▶ Your goal
Identify all lines of the data containing the string "filename" and copy them.

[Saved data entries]
+ + + +

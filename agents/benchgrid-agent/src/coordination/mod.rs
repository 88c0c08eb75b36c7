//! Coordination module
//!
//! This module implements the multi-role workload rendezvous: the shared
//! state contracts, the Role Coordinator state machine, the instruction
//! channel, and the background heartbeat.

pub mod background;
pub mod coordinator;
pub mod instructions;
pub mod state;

+ + + +

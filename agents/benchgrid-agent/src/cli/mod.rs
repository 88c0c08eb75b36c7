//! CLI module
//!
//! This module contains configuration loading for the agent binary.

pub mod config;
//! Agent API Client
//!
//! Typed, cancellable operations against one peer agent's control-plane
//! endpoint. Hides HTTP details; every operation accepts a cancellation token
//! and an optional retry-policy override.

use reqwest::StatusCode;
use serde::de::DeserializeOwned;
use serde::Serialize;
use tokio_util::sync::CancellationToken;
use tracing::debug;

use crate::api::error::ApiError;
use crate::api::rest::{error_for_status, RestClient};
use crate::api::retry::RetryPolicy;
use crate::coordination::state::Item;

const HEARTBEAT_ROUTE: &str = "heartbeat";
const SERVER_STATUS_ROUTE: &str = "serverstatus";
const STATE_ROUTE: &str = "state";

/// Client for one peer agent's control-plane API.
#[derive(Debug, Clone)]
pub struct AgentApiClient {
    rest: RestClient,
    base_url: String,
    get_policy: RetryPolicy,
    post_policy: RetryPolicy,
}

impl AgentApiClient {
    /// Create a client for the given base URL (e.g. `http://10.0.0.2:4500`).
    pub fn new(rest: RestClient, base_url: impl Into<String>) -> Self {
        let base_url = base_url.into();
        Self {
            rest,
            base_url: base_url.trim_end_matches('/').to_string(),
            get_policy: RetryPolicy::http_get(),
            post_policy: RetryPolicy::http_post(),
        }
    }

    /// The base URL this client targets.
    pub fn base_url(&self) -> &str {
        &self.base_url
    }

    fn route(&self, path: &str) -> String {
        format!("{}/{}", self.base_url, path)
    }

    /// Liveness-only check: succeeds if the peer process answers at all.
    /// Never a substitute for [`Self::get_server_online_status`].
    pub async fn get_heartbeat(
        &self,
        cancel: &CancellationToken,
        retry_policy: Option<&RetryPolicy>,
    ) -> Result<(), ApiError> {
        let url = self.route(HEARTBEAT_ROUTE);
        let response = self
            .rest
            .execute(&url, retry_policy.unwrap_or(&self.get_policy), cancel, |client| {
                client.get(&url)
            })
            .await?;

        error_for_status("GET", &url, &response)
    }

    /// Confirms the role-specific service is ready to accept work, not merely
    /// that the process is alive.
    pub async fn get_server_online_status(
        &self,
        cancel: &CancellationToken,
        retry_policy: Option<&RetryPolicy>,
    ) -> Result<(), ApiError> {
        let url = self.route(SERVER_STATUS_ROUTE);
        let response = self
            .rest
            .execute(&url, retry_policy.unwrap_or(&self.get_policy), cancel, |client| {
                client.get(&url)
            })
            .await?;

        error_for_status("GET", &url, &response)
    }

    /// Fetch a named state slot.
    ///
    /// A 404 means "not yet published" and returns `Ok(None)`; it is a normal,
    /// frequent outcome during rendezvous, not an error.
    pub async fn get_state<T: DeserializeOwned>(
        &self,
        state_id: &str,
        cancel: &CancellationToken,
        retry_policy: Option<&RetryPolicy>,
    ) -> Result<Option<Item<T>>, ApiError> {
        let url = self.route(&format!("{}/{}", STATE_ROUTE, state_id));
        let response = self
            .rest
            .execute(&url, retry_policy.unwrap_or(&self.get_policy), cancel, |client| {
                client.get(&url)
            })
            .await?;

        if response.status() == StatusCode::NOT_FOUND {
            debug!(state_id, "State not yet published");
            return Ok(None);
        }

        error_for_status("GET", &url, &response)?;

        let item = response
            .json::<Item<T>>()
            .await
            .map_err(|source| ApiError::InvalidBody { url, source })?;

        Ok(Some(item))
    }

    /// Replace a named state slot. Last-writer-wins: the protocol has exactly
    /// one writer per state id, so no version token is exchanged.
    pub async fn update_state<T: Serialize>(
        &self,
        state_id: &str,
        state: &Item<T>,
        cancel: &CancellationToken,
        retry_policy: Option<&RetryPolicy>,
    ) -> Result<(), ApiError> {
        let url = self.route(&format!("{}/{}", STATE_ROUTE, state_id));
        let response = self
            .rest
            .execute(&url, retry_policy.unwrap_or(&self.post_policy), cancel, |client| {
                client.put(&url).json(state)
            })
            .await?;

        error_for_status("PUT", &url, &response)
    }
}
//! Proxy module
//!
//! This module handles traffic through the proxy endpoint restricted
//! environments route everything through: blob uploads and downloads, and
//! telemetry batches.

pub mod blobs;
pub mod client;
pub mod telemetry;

+ + + +

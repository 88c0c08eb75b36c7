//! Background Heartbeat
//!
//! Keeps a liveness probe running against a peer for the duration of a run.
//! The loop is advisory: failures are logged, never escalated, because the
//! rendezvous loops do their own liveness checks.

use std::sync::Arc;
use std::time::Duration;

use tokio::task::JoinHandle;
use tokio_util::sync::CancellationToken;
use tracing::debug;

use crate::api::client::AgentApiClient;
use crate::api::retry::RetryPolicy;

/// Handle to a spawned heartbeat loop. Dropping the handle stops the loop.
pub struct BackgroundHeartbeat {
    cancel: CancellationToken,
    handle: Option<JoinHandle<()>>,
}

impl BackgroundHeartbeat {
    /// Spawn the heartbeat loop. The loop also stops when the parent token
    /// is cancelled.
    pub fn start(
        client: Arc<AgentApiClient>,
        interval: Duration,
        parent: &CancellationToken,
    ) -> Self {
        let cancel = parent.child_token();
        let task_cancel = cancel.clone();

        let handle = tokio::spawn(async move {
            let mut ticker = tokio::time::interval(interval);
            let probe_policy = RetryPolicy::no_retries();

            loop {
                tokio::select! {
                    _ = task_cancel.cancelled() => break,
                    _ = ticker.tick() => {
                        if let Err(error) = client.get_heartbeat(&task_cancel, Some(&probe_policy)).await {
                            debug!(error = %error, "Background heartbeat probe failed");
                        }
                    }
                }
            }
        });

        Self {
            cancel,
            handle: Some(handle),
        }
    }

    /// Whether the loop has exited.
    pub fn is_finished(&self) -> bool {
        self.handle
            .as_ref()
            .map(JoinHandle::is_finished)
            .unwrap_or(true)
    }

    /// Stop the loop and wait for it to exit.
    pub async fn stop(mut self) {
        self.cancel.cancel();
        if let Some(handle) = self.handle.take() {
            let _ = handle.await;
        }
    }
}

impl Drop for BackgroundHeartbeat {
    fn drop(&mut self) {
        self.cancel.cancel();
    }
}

+ + + +

▶ Expected output
filename agents/benchgrid-agent/src/coordination/mod.rs
filename agents/benchgrid-agent/src/cli/mod.rs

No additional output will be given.